La perdita di peso è positiva solo per chi è in sovrappeso o obeso

Chi è già magro non dovrebbe perdere ulteriormente peso, pena un maggior rischio di sviluppo del diabete. A dirlo è uno studio pubblicato su Plos Medicine che ha analizzato il dimagrimento di persone di peso diverso per un periodo di 24 anni.
Nei soggetti in sovrappeso oppure obesi, il rischio di ammalarsi di diabete si riduce del 16% per ogni chilo di peso perso.
Lo studio ha raccolto i dati di circa 200.000 persone che derivano da 3 grandi studi prospettici condotti negli Stati Uniti fra il 1988 e il 2017. I soggetti avevano fra i 24 e i 78 anni, in maggioranza donne. Nell'analisi sono stati considerate persone normopeso, sovrappeso e obese che avessero perso almeno 4.5 chili. Le loro condizioni di salute sono state messe a confronto con quelle di persone che non avevano intrapreso alcuna dieta. L'andamento del peso è stato seguito per 10 anni dopo il dimagrimento, mentre l'insorgenza di diabete di tipo 2 è stata monitorata fino a 24 anni dopo.
Il rischio di obesità si è ridotto per tutti i soggetti che avevano perso peso, anche se quelli che avevano privilegiato l'adozione di un'attività fisica più intensa mostravano i risultati migliori, il 21% di rischio in meno, rispetto a chi aveva scelto il metodo delle pillole dimagranti, il 13% di rischio in meno.

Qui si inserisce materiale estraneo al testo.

//! Tests for the session controller state machine.

mod common;

use common::{accepted, after_e4, new_game, sq, starting_board, starting_state, state};
use std::time::Duration;
use strictly_chess::{
    ApiError, BUSY_MESSAGE, Color, Command, GameStatus, HistoryFetch, MoveRecord, Piece, PieceKind,
    RequestTicket, ServiceReply, SessionController, SessionId, SelectionPhase, Severity,
    UserAction,
};

fn controller() -> SessionController {
    SessionController::new(Duration::from_secs(3), true)
}

fn new_game_ticket(commands: &[Command]) -> RequestTicket {
    match commands {
        [Command::NewGame { ticket }] => *ticket,
        other => panic!("expected a single NewGame command, got {:?}", other),
    }
}

fn move_ticket(commands: &[Command]) -> RequestTicket {
    match commands {
        [Command::SubmitMove { ticket, .. }] => *ticket,
        other => panic!("expected a single SubmitMove command, got {:?}", other),
    }
}

fn history_fetch(commands: &[Command]) -> HistoryFetch {
    match commands {
        [Command::FetchHistory { fetch, .. }] => *fetch,
        other => panic!("expected a single FetchHistory command, got {:?}", other),
    }
}

/// Controller with game `g1` in the starting position, plus the history
/// fetch the new game triggered.
fn start_game() -> (SessionController, HistoryFetch) {
    let mut c = controller();
    let ticket = new_game_ticket(&c.start_new_session());
    let commands = c.apply(ServiceReply::NewGame {
        ticket,
        outcome: Ok(new_game("g1")),
    });
    (c, history_fetch(&commands))
}

/// Controller with game `g1` in the starting position.
fn started() -> SessionController {
    start_game().0
}

fn message(c: &SessionController) -> (String, Severity) {
    let current = c.messages().current().expect("a message is shown");
    (current.text().clone(), *current.severity())
}

/// Selects e2 and clicks e4; returns the move ticket.
fn play_e4(c: &mut SessionController) -> RequestTicket {
    assert!(c.handle(UserAction::Click(sq(6, 4))).is_empty());
    move_ticket(&c.handle(UserAction::Click(sq(4, 4))))
}

#[test]
fn test_new_session_installs_state_and_fetches_history() {
    let mut c = controller();
    assert!(c.session().is_none());
    assert_eq!(c.phase(), SelectionPhase::Idle);

    let ticket = new_game_ticket(&c.start_new_session());
    assert!(c.is_busy());

    let commands = c.apply(ServiceReply::NewGame {
        ticket,
        outcome: Ok(new_game("g1")),
    });

    assert!(matches!(
        commands.as_slice(),
        [Command::FetchHistory { session_id, .. }] if session_id.as_str() == "g1"
    ));
    assert!(!c.is_busy());
    let session = c.session().as_ref().expect("session installed");
    assert_eq!(session.id().as_str(), "g1");
    assert_eq!(session.state(), &starting_state());
    assert_eq!(
        message(&c),
        ("New game started!".to_string(), Severity::Success)
    );

    let summary = c.summary().expect("summary");
    assert_eq!(summary.turn, "White");
    assert_eq!(summary.status, "Active");
    assert_eq!(summary.move_count, 0);
}

#[test]
fn test_new_session_failure_messages() {
    let mut c = controller();
    let ticket = new_game_ticket(&c.start_new_session());
    c.apply(ServiceReply::NewGame {
        ticket,
        outcome: Err(ApiError::transport("connection refused")),
    });
    assert_eq!(
        message(&c),
        (
            "Error connecting to server: connection refused".to_string(),
            Severity::Error
        )
    );
    assert!(c.session().is_none());
    assert!(!c.is_busy());

    let ticket = new_game_ticket(&c.start_new_session());
    c.apply(ServiceReply::NewGame {
        ticket,
        outcome: Err(ApiError::rejected("Too many games")),
    });
    assert_eq!(
        message(&c),
        (
            "Failed to create game: Too many games".to_string(),
            Severity::Error
        )
    );
}

#[test]
fn test_click_before_game_exists_does_nothing() {
    let mut c = controller();
    assert!(c.handle(UserAction::Click(sq(6, 4))).is_empty());
    assert!(c.messages().current().is_none());
}

#[test]
fn test_select_shows_guidance() {
    let mut c = started();

    assert!(c.handle(UserAction::Click(sq(6, 4))).is_empty());

    assert_eq!(c.phase(), SelectionPhase::Selecting);
    assert_eq!(
        message(&c),
        (
            "Selected Pawn. Click a highlighted square to move.".to_string(),
            Severity::Info
        )
    );
}

#[test]
fn test_king_then_pawn_switches_without_request() {
    let mut c = started();

    assert!(c.handle(UserAction::Click(sq(7, 4))).is_empty());
    assert_eq!(c.selection().candidates().len(), 48);
    assert!(c.handle(UserAction::Click(sq(6, 4))).is_empty());

    assert_eq!(c.selection().selected(), Some(sq(6, 4)));
    assert!(!c.is_busy());
}

#[test]
fn test_empty_click_without_selection_changes_nothing() {
    let mut c = started();
    let before = c.messages().current().cloned();

    assert!(c.handle(UserAction::Click(sq(4, 4))).is_empty());

    assert_eq!(c.messages().current().cloned(), before);
    assert_eq!(c.phase(), SelectionPhase::Idle);
    assert!(!c.is_busy());
}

Per i soggetti in sovrappeso, invece, i benefici della perdita di peso risultavano leggermente attenuati sul lungo periodo: il rischio di diabete di tipo 2 diminuiva del 9% in coloro che dimagrivano facendo esercizio fisico, mentre aumentava addirittura del 42% in chi faceva uso di pillole dimagranti.
I risultati cambiavano radicalmente se si analizzava la situazione dei soggetti già magri che perdevano peso. Sul lungo periodo queste persone rischiavano di ingrassare di più rispetto a chi non decideva di dimagrire, e anche il rischio di ammalarsi di diabete di tipo 2 aumentava.
La ricerca mostra quali sono i metodi più salutari per perdere peso. Per chi è obeso, dimagrire ha un effetto talmente positivo che va bene qualsiasi strategia adottata. L'effetto positivo si mantiene nel lungo periodo: il rischio di aumentare di nuovo di peso rimane basso, così come quello di ammalarsi di diabete.
Per i soggetti magri, invece, l'ulteriore dimagrimento era associato a un aumento del rischio di diabete di tipo 2 del 9% per chi praticava esercizio fisico e del 54% per chi assumeva pillole dimagranti o sceglieva il metodo combinato Fcp.